Which lines in the data below contain the word "FrameCodes"? Return each of them.

### [Collected data]

□ □ □ □ □

//! Create an identity funded by an asset lock.

use crate::domain::asset_lock::AssetLockProof;
use crate::domain::identity::IdentityPublicKey;
use serde::{Deserialize, Serialize};
use shared_types::Identifier;

/// Transition creating an identity.
///
/// Signed by the asset-lock key, so it carries no key reference.
#[derive(Debug, Clone, PartialEq, Serialize, Deserialize)]
#[serde(rename_all = "camelCase")]
pub struct IdentityCreateTransition {
    pub protocol_version: u32,
    pub asset_lock_proof: AssetLockProof,
    pub public_keys: Vec<IdentityPublicKey>,
    #[serde(default)]
    pub signature: Vec<u8>,
}

impl IdentityCreateTransition {
    /// Id of the identity this transition creates.
    pub fn identity_id(&self) -> Identifier {
        self.asset_lock_proof.create_identifier()
    }
}
impl BatchState<'_> {
    async fn fetch_document(
        &self,
        contract_id: &Identifier,
        document_type: &str,
        id: &Identifier,
    ) -> Result<Option<Document>, PlatformError> {
        let query = DocumentQuery::all().where_eq("$id", id.to_value());
        Ok(self
            .repository
            .fetch_documents(contract_id, document_type, &query)
            .await?
            .into_iter()
            .next())
    }

    /// Owner check shared by replace and delete.
    fn check_owner(&self, existing: &Document) -> Option<ConsensusError> {
        (existing.owner_id != self.batch.owner_id).then(|| ConsensusError::DocumentOwnerIdMismatch {
            document_id: existing.id,
            document_owner_id: existing.owner_id,
            submitter_id: self.batch.owner_id,
        })
    }

    async fn validate_create(
        &self,
        contract: &DataContract,
        transition: &DocumentCreateTransition,
        result: &mut ValidationResult,
    ) -> Result<Option<Document>, PlatformError> {
        let document = transition.to_document(self.batch.owner_id, self.batch.protocol_version);
        result.merge(self.schemas.validate_document(
            contract,
            &transition.document_type,
            &document.to_object(),
        ));

        if self
            .fetch_document(&contract.id, &transition.document_type, &transition.id)
            .await?
            .is_some()
        {
            result.add_error(ConsensusError::DocumentAlreadyPresent(transition.id));
        }

        result.add_errors(
            [
                self.window.check(transition.id, "$createdAt", transition.created_at),
                self.window.check(transition.id, "$updatedAt", transition.updated_at),
            ]
            .into_iter()
            .flatten(),
        );
        if let (Some(created_at), Some(updated_at)) = (transition.created_at, transition.updated_at) {
            if created_at != updated_at {
                result.add_error(ConsensusError::DocumentTimestampsMismatch(transition.id));
            }
        }
        Ok(Some(document))
    }

    async fn validate_replace(
        &self,
        contract: &DataContract,
        transition: &DocumentReplaceTransition,
        result: &mut ValidationResult,
    ) -> Result<Option<Document>, PlatformError> {
        let Some(existing) = self
            .fetch_document(&contract.id, &transition.document_type, &transition.id)
            .await?
        else {
            result.add_error(ConsensusError::DocumentNotFound(transition.id));
            return Ok(None);
        };

        // The lookup is keyed on contract and type, so only `$createdAt` can drift.
        if transition.created_at.is_some() && transition.created_at != existing.created_at {
            result.add_error(ConsensusError::DocumentImmutableFieldMismatch {
                document_id: transition.id,
                field: "$createdAt".to_string(),
            });
        }

        result.add_errors(self.check_owner(&existing));

        let expected = existing.revision + 1;
        if transition.revision != expected {
            result.add_error(ConsensusError::InvalidDocumentRevision {
                document_id: transition.id,
                expected,
                actual: transition.revision,
            });
        }

        result.add_errors(self.window.check(transition.id, "$updatedAt", transition.updated_at));

        let document = transition.to_document(&existing);
        result.merge(self.schemas.validate_document(
            contract,
            &transition.document_type,
            &document.to_object(),
        ));
        Ok(Some(document))
    }

    async fn validate_delete(
        &self,
        contract: &DataContract,
        transition: &DocumentDeleteTransition,
        result: &mut ValidationResult,
    ) -> Result<(), PlatformError> {
        match self
            .fetch_document(&contract.id, &transition.document_type, &transition.id)
            .await?
        {
            None => result.add_error(ConsensusError::DocumentNotFound(transition.id)),
            Some(existing) => result.add_errors(self.check_owner(&existing)),
        }
        Ok(())
    }
}
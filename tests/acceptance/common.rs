//! Common utilities for acceptance tests.
//!
//! Provides helpers for:
//! - Opening a complete service on a simulated master
//! - Waiting on asynchronous conditions with a deadline
//! - Inspecting the sample directory

#![allow(dead_code)] // Not every scenario uses every helper

use iris_acquisition::{
    Acquisition, FixedScore, JobController, MeasurementStore, MemoryStore, ScoreModel,
};
use iris_common::config::ServiceConfig;
use iris_common::error::AcqResult;
use iris_fieldbus::{
    BusLink, FieldbusSession, FrameCodes, FrameSink, SessionBuilder, SimulatedMaster,
};
use std::path::{Path, PathBuf};
use std::sync::Arc;
use std::thread;
use std::time::{Duration, Instant};

/// Default deadline of [`wait_for`].
pub const DEADLINE: Duration = Duration::from_secs(5);

/// Service configuration with millisecond loops writing under `base_dir`.
pub fn fast_config(base_dir: &Path) -> ServiceConfig {
    let mut config = ServiceConfig::default();
    config.fieldbus.adapter = Some("sim0".into());
    config.fieldbus.exchange_period = Duration::from_millis(1);
    config.fieldbus.health_period = Duration::from_millis(1);
    config.fieldbus.op_check_attempts = 5;
    config.acquisition.sequencer_period = Duration::from_millis(1);
    config.storage.base_dir = base_dir.join("samples");
    config
}

/// A running service. Fields drop in order: jobs stop before the session.
pub struct ServiceRig {
    pub controller: JobController,
    pub acquisition: Arc<Acquisition>,
    pub session: Option<FieldbusSession>,
    pub store: Arc<MemoryStore>,
    pub sim: SimulatedMaster,
    pub config: ServiceConfig,
    pub dir: tempfile::TempDir,
}

/// Builder for [`ServiceRig`].
pub struct RigBuilder {
    sim: Option<SimulatedMaster>,
    devices: Vec<String>,
    scores: Arc<dyn ScoreModel>,
}

impl Default for RigBuilder {
    fn default() -> Self {
        Self {
            sim: None,
            devices: vec!["1001".into(), "1002".into()],
            scores: Arc::new(FixedScore(70)),
        }
    }
}

impl RigBuilder {
    /// Use a prepared simulated master instead of the default IRIS node.
    pub fn master(mut self, sim: SimulatedMaster) -> Self {
        self.sim = Some(sim);
        self
    }

    /// Score model of the controller.
    pub fn scores(mut self, scores: Arc<dyn ScoreModel>) -> Self {
        self.scores = scores;
        self
    }

    /// Open the session and build the controller.
    pub fn open(self) -> AcqResult<ServiceRig> {
        let dir = tempfile::tempdir().expect("tempdir");
        let config = fast_config(dir.path());
        let sim = self
            .sim
            .unwrap_or_else(|| SimulatedMaster::with_iris_codes(&config.acquisition));

        let link = Arc::new(BusLink::new());
        let acquisition = Arc::new(Acquisition::new(Arc::clone(&link), &config.acquisition));
        let session = SessionBuilder::new(&config.fieldbus)
            .codes(FrameCodes::from(&config.acquisition))
            .link(link)
            .sink(Arc::clone(&acquisition) as Arc<dyn FrameSink>)
            .open(sim.clone())?;

        let store = Arc::new(MemoryStore::with_devices(self.devices));
        let controller = JobController::from_config(
            Arc::clone(&acquisition),
            Arc::clone(&store) as Arc<dyn MeasurementStore>,
            self.scores,
            &config,
        );

        Ok(ServiceRig {
            controller,
            acquisition,
            session: Some(session),
            store,
            sim,
            config,
            dir,
        })
    }
}

impl ServiceRig {
    /// Builder with two registered devices and a fixed score of 70.
    pub fn builder() -> RigBuilder {
        RigBuilder::default()
    }

    /// Open with defaults.
    pub fn open() -> ServiceRig {
        Self::builder().open().expect("service should open")
    }

    /// The open session.
    pub fn session(&self) -> &FieldbusSession {
        self.session.as_ref().expect("session open")
    }

    /// Stop every job and close the session.
    pub fn close(mut self) -> AcqResult<()> {
        self.controller.shutdown();
        match self.session.take() {
            Some(session) => session.close().map(|_| ()),
            None => Ok(()),
        }
    }

    /// Sample files written so far.
    pub fn sample_files(&self) -> Vec<PathBuf> {
        sample_files(&self.config.storage.base_dir)
    }

    /// Wait until device `sn` no longer runs a job.
    pub fn wait_idle(&self, sn: &str) -> bool {
        wait_for(|| !self.controller.is_job_running(sn).unwrap_or(true))
    }
}

/// Files directly under `dir`; empty if the directory does not exist.
pub fn sample_files(dir: &Path) -> Vec<PathBuf> {
    match std::fs::read_dir(dir) {
        Ok(entries) => entries.filter_map(|e| e.ok().map(|e| e.path())).collect(),
        Err(_) => Vec::new(),
    }
}

/// Poll `condition` until it holds or [`DEADLINE`] passes.
pub fn wait_for(mut condition: impl FnMut() -> bool) -> bool {
    let deadline = Instant::now() + DEADLINE;
    while Instant::now() < deadline {
        if condition() {
            return true;
        }
        thread::sleep(Duration::from_millis(1));
    }
    condition()
}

□ □ □ □ □

### [ANSWER]
    BusLink, FieldbusSession, FrameCodes, FrameSink, SessionBuilder, SimulatedMaster,
            .codes(FrameCodes::from(&config.acquisition))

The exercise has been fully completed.